According to Shahan, the situation of the Assyrians in the Kurdish autonomy in Iraq is also not good. “When extremists rose in the Kurdish political system, they closed the Assyrian schools and imposed the Kurdish curriculum and the study of the Kurdish language. They settle in our villages and force people to leave.
“The Kurds,” he says, “must understand that we are part of the region. Historically, the region is not Kurdish land—it is Assyrian land. The Barzani people arrived there 80 years ago, after the destruction of Mahabad [the short-lived Kurdish Republic in Iran, which was dissolved in 1946]. They fled here and we protected them and helped them flee to the USSR. We expect the Israeli government, as part of its good relations with the Kurds, to try to change the course of events.”
When he is asked about the future of the Assyrian people, he hesitates. “We will have a good future when we have friends,” he says. “Unfortunately, at the moment the Assyrians have no friends.” Despite the sense of acceptance in Australia, he looks to the United States and Israel as those that can influence the situation.
Assyrians around the world are organized in different communities under different churches and find it difficult to unite. “Like the Jews, we dispersed all over the world. There were several attempts to unite, but they failed,” he says.

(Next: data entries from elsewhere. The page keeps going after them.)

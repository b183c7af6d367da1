use anyhow::{Context, Result};
use base64::engine::general_purpose::STANDARD;
use base64::Engine as _;
use reqwest::Client;
use serde::de::DeserializeOwned;
use serde::Deserialize;
use serde_json::{json, Value};

use crate::models::{DomainAuthority, KeywordRecord, RankedKeyword, SerpListing};

const BASE_URL: &str = "https://api.dataforseo.com/v3";
const STATUS_OK: u32 = 20000;

const LOCATION_CODE_US: u32 = 2840;
const LANGUAGE_CODE_EN: &str = "en";

/// Fixed pause after every call; the provider meters requests, so calls
/// are strictly sequential with a constant inter-request delay.
const REQUEST_DELAY: std::time::Duration = std::time::Duration::from_millis(1000);

const TREND_MONTHS: usize = 12;

#[derive(Debug, Deserialize)]
#[serde(bound(deserialize = "R: DeserializeOwned"))]
struct Envelope<R> {
    status_code: u32,
    #[serde(default)]
    status_message: String,
    #[serde(default)]
    tasks: Vec<Task<R>>,
}

#[derive(Debug, Deserialize)]
struct Task<R> {
    status_code: u32,
    #[serde(default)]
    status_message: String,
    result: Option<Vec<R>>,
}

#[derive(Debug, Deserialize)]
struct VolumeRow {
    keyword: Option<String>,
    search_volume: Option<u64>,
    competition_index: Option<u32>,
    cpc: Option<f64>,
    #[serde(default)]
    monthly_searches: Vec<MonthlySearch>,
}

#[derive(Debug, Deserialize)]
struct MonthlySearch {
    search_volume: Option<u64>,
}

#[derive(Debug, Deserialize)]
struct RelatedRow {
    #[serde(default)]
    keywords: Vec<VolumeRow>,
}

#[derive(Debug, Deserialize)]
struct SerpPage {
    #[serde(default)]
    items: Vec<SerpItem>,
}

#[derive(Debug, Deserialize)]
struct SerpItem {
    #[serde(rename = "type")]
    item_type: Option<String>,
    rank_group: Option<u32>,
    title: Option<String>,
    url: Option<String>,
    domain: Option<String>,
    description: Option<String>,
}

#[derive(Debug, Deserialize)]
struct RankOverviewPage {
    #[serde(default)]
    items: Vec<RankOverviewItem>,
}

#[derive(Debug, Deserialize)]
struct RankOverviewItem {
    metrics: Option<RankMetrics>,
}

#[derive(Debug, Deserialize)]
struct RankMetrics {
    organic: Option<OrganicMetrics>,
}

#[derive(Debug, Deserialize)]
struct OrganicMetrics {
    pos_1: Option<u64>,
    pos_2_3: Option<u64>,
    pos_4_10: Option<u64>,
    count: Option<u64>,
    etv: Option<f64>,
    estimated_paid_traffic_cost: Option<f64>,
}

#[derive(Debug, Deserialize)]
struct RankedPage {
    #[serde(default)]
    items: Vec<RankedItem>,
}

#[derive(Debug, Deserialize)]
struct RankedItem {
    keyword_data: Option<RankedKeywordData>,
    ranked_serp_element: Option<RankedSerpElement>,
}

#[derive(Debug, Deserialize)]
struct RankedKeywordData {
    keyword: Option<String>,
}

#[derive(Debug, Deserialize)]
struct RankedSerpElement {
    serp_item: Option<RankedSerpItem>,
}

#[derive(Debug, Deserialize)]
struct RankedSerpItem {
    rank_absolute: Option<u32>,
}

pub struct DataForSeoClient {
    client: Client,
    auth_header: String,
}

impl DataForSeoClient {
    pub fn new(login: &str, password: &str) -> Result<Self> {
        let client = Client::builder()
            .timeout(std::time::Duration::from_secs(30))
            .build()
            .context("Failed to create HTTP client")?;

        let credentials = STANDARD.encode(format!("{login}:{password}"));

        Ok(Self {
            client,
            auth_header: format!("Basic {credentials}"),
        })
    }

    async fn call<R: DeserializeOwned>(&self, endpoint: &str, payload: Value) -> Result<Vec<R>> {
        let url = format!("{BASE_URL}{endpoint}");

        let response = self
            .client
            .post(&url)
            .header("Authorization", &self.auth_header)
            .json(&payload)
            .send()
            .await
            .context("Failed to send request to DataForSEO")?;

        let status = response.status();
        if !status.is_success() {
            let error_text = response
                .text()
                .await
                .unwrap_or_else(|_| String::from("unknown error"));
            anyhow::bail!("DataForSEO API returned error: {} - {}", status, error_text);
        }

        let envelope = response
            .json::<Envelope<R>>()
            .await
            .context("Failed to parse DataForSEO response")?;

        if envelope.status_code != STATUS_OK {
            anyhow::bail!(
                "DataForSEO API error: {} - {}",
                envelope.status_code,
                envelope.status_message
            );
        }

        let task = envelope
            .tasks
            .into_iter()
            .next()
            .ok_or_else(|| anyhow::anyhow!("DataForSEO returned no tasks"))?;

        if task.status_code != STATUS_OK {
            anyhow::bail!(
                "DataForSEO task error: {} - {}",
                task.status_code,
                task.status_message
            );
        }

        tokio::time::sleep(REQUEST_DELAY).await;

        Ok(task.result.unwrap_or_default())
    }

    /// Search-volume metrics for a batch of keywords.
    pub async fn search_volume(
        &self,
        keywords: &[String],
        seed: &str,
    ) -> Result<Vec<KeywordRecord>> {
        let payload = json!([{
            "keywords": keywords,
            "location_code": LOCATION_CODE_US,
            "language_code": LANGUAGE_CODE_EN,
            "search_partners": false,
            "include_adult_keywords": false,
        }]);

        let rows: Vec<VolumeRow> = self
            .call("/keywords_data/google_ads/search_volume/live", payload)
            .await?;

        Ok(rows
            .into_iter()
            .filter_map(|row| volume_row_to_record(row, seed))
            .collect())
    }

    /// Keyword ideas related to a seed keyword.
    pub async fn related_keywords(&self, seed: &str) -> Result<Vec<KeywordRecord>> {
        let payload = json!([{
            "keywords": [seed],
            "location_code": LOCATION_CODE_US,
            "language_code": LANGUAGE_CODE_EN,
            "search_partners": false,
            "include_adult_keywords": false,
        }]);

        let pages: Vec<RelatedRow> = self
            .call(
                "/keywords_data/google_ads/keywords_for_keywords/live",
                payload,
            )
            .await?;

        Ok(pages
            .into_iter()
            .flat_map(|page| page.keywords)
            .filter_map(|row| volume_row_to_record(row, seed))
            .collect())
    }

    /// Top organic SERP listings for a keyword.
    pub async fn serp_listings(&self, keyword: &str, depth: u32) -> Result<Vec<SerpListing>> {
        let payload = json!([{
            "keyword": keyword,
            "location_code": LOCATION_CODE_US,
            "language_code": LANGUAGE_CODE_EN,
            "device": "desktop",
            "os": "windows",
            "depth": depth,
        }]);

        let pages: Vec<SerpPage> = self
            .call("/serp/google/organic/live/advanced", payload)
            .await?;

        Ok(pages
            .into_iter()
            .flat_map(|page| page.items)
            .filter_map(serp_item_to_listing)
            .collect())
    }

    /// Organic rank overview for one domain. Returns None when the
    /// provider has no data for the domain.
    pub async fn domain_rank(&self, domain: &str) -> Result<Option<DomainAuthority>> {
        let payload = json!([{
            "target": clean_domain(domain),
            "location_code": LOCATION_CODE_US,
            "language_code": LANGUAGE_CODE_EN,
        }]);

        let pages: Vec<RankOverviewPage> = self
            .call("/dataforseo_labs/google/domain_rank_overview/live", payload)
            .await?;

        Ok(pages
            .into_iter()
            .flat_map(|page| page.items)
            .filter_map(|item| item.metrics.and_then(|m| m.organic))
            .map(|organic| DomainAuthority {
                pos_1: organic.pos_1.unwrap_or(0),
                pos_2_3: organic.pos_2_3.unwrap_or(0),
                pos_4_10: organic.pos_4_10.unwrap_or(0),
                keywords: organic.count.unwrap_or(0),
                etv: organic.etv.unwrap_or(0.0),
                traffic_cost: organic.estimated_paid_traffic_cost.unwrap_or(0.0),
            })
            .next())
    }

    /// Keywords the domain currently ranks for.
    pub async fn ranked_keywords(&self, domain: &str, limit: u32) -> Result<Vec<RankedKeyword>> {
        let payload = json!([{
            "target": clean_domain(domain),
            "location_code": LOCATION_CODE_US,
            "language_code": LANGUAGE_CODE_EN,
            "limit": limit,
        }]);

        let pages: Vec<RankedPage> = self
            .call("/dataforseo_labs/google/ranked_keywords/live", payload)
            .await?;

        Ok(pages
            .into_iter()
            .flat_map(|page| page.items)
            .filter_map(|item| {
                let keyword = item.keyword_data.and_then(|d| d.keyword)?;
                let position = item
                    .ranked_serp_element
                    .and_then(|e| e.serp_item)
                    .and_then(|s| s.rank_absolute)?;
                Some(RankedKeyword { keyword, position })
            })
            .collect())
    }
}

fn volume_row_to_record(row: VolumeRow, seed: &str) -> Option<KeywordRecord> {
    let keyword = row.keyword?;
    Some(KeywordRecord {
        keyword,
        search_volume: row.search_volume.unwrap_or(0),
        competition: row.competition_index.unwrap_or(0).min(100),
        cpc: row.cpc,
        monthly_searches: row
            .monthly_searches
            .into_iter()
            .take(TREND_MONTHS)
            .map(|m| m.search_volume.unwrap_or(0))
            .collect(),
        seed_keyword: seed.to_string(),
    })
}

fn serp_item_to_listing(item: SerpItem) -> Option<SerpListing> {
    if item.item_type.as_deref() != Some("organic") {
        return None;
    }
    Some(SerpListing {
        position: item.rank_group?,
        title: item.title.unwrap_or_default(),
        url: item.url?,
        domain: item.domain?,
        description: item.description,
    })
}

/// Strip protocol, leading www. and any path so the Labs endpoints get a
/// bare hostname.
pub fn clean_domain(domain: &str) -> String {
    let stripped = domain
        .trim()
        .trim_start_matches("https://")
        .trim_start_matches("http://")
        .trim_start_matches("www.");
    stripped
        .split('/')
        .next()
        .unwrap_or(stripped)
        .to_string()
}

#[cfg(test)]
mod tests {
    use super::*;

    #[test]
    fn test_clean_domain() {
        assert_eq!(clean_domain("https://www.example.com/path/page"), "example.com");
        assert_eq!(clean_domain("http://example.com"), "example.com");
        assert_eq!(clean_domain("example.com"), "example.com");
        assert_eq!(clean_domain("  example.com/docs  "), "example.com");
    }

    #[test]
    fn test_volume_row_missing_metrics_parse_as_zero() {
        let row: VolumeRow =
            serde_json::from_str(r#"{"keyword": "gpu as a service"}"#).expect("valid row");

        let record = volume_row_to_record(row, "gpu as a service").expect("record");

        assert_eq!(record.keyword, "gpu as a service");
        assert_eq!(record.search_volume, 0);
        assert_eq!(record.competition, 0);
        assert_eq!(record.cpc, None);
        assert!(record.monthly_searches.is_empty());
    }

    #[test]
    fn test_volume_row_full_parse() {
        let row: VolumeRow = serde_json::from_str(
            r#"{
                "keyword": "cloud gpu",
                "search_volume": 2400,
                "competition": "HIGH",
                "competition_index": 87,
                "cpc": 6.12,
                "monthly_searches": [
                    {"year": 2026, "month": 7, "search_volume": 2900},
                    {"year": 2026, "month": 6, "search_volume": 2400}
                ]
            }"#,
        )
        .expect("valid row");

        let record = volume_row_to_record(row, "cloud gpu").expect("record");
        assert_eq!(record.search_volume, 2400);
        assert_eq!(record.competition, 87);
        assert_eq!(record.cpc, Some(6.12));
        assert_eq!(record.monthly_searches, vec![2900, 2400]);
    }

    #[test]
    fn test_serp_items_filter_non_organic() {
        let page: SerpPage = serde_json::from_str(
            r#"{
                "items": [
                    {"type": "paid", "rank_group": 1, "url": "https://ad.example", "domain": "ad.example"},
                    {"type": "organic", "rank_group": 1, "title": "Top", "url": "https://a.example/x", "domain": "a.example", "description": "d"},
                    {"type": "people_also_ask"}
                ]
            }"#,
        )
        .expect("valid page");

        let listings: Vec<SerpListing> =
            page.items.into_iter().filter_map(serp_item_to_listing).collect();
        assert_eq!(listings.len(), 1);
        assert_eq!(listings[0].domain, "a.example");
        assert_eq!(listings[0].position, 1);
    }

    #[test]
    fn test_ranked_keywords_nested_parse() {
        let page: RankedPage = serde_json::from_str(
            r#"{
                "items": [{
                    "keyword_data": {"keyword": "gpu cluster", "keyword_info": {"search_volume": 880}},
                    "ranked_serp_element": {"serp_item": {"rank_absolute": 7}}
                }]
            }"#,
        )
        .expect("valid page");

        let item = page.items.into_iter().next().unwrap();
        assert_eq!(
            item.keyword_data.as_ref().and_then(|d| d.keyword.as_deref()),
            Some("gpu cluster")
        );
        assert_eq!(
            item.ranked_serp_element
                .and_then(|e| e.serp_item)
                .and_then(|s| s.rank_absolute),
            Some(7)
        );
    }

    #[test]
    fn test_task_error_surface() {
        let envelope: Envelope<VolumeRow> = serde_json::from_str(
            r#"{
                "status_code": 20000,
                "tasks": [{"status_code": 40501, "status_message": "Invalid Field"}]
            }"#,
        )
        .expect("valid envelope");
        assert_eq!(envelope.tasks[0].status_code, 40501);
        assert!(envelope.tasks[0].result.is_none());
    }
}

Recently, however, at a conference in Armenia, an Assyrian parliament was established with representatives from all the communities, and in the future a large conference is expected in Sweden. “There is a thirst for an international umbrella organization. There are federations in different countries. Now we need an institution that will unite everyone,” he says.
Shahan’s goal is clear. “We want self-rule or an autonomous district. We deserve a homeland,” he says. “We are located in an important place in northern Iraq, in the Nineveh Plains region; most of the population there is Christian. We are a buffer zone between the Arabs in the south and the Kurds in the north. It is possible that this will contribute to bringing peace between Arabs and Kurds.”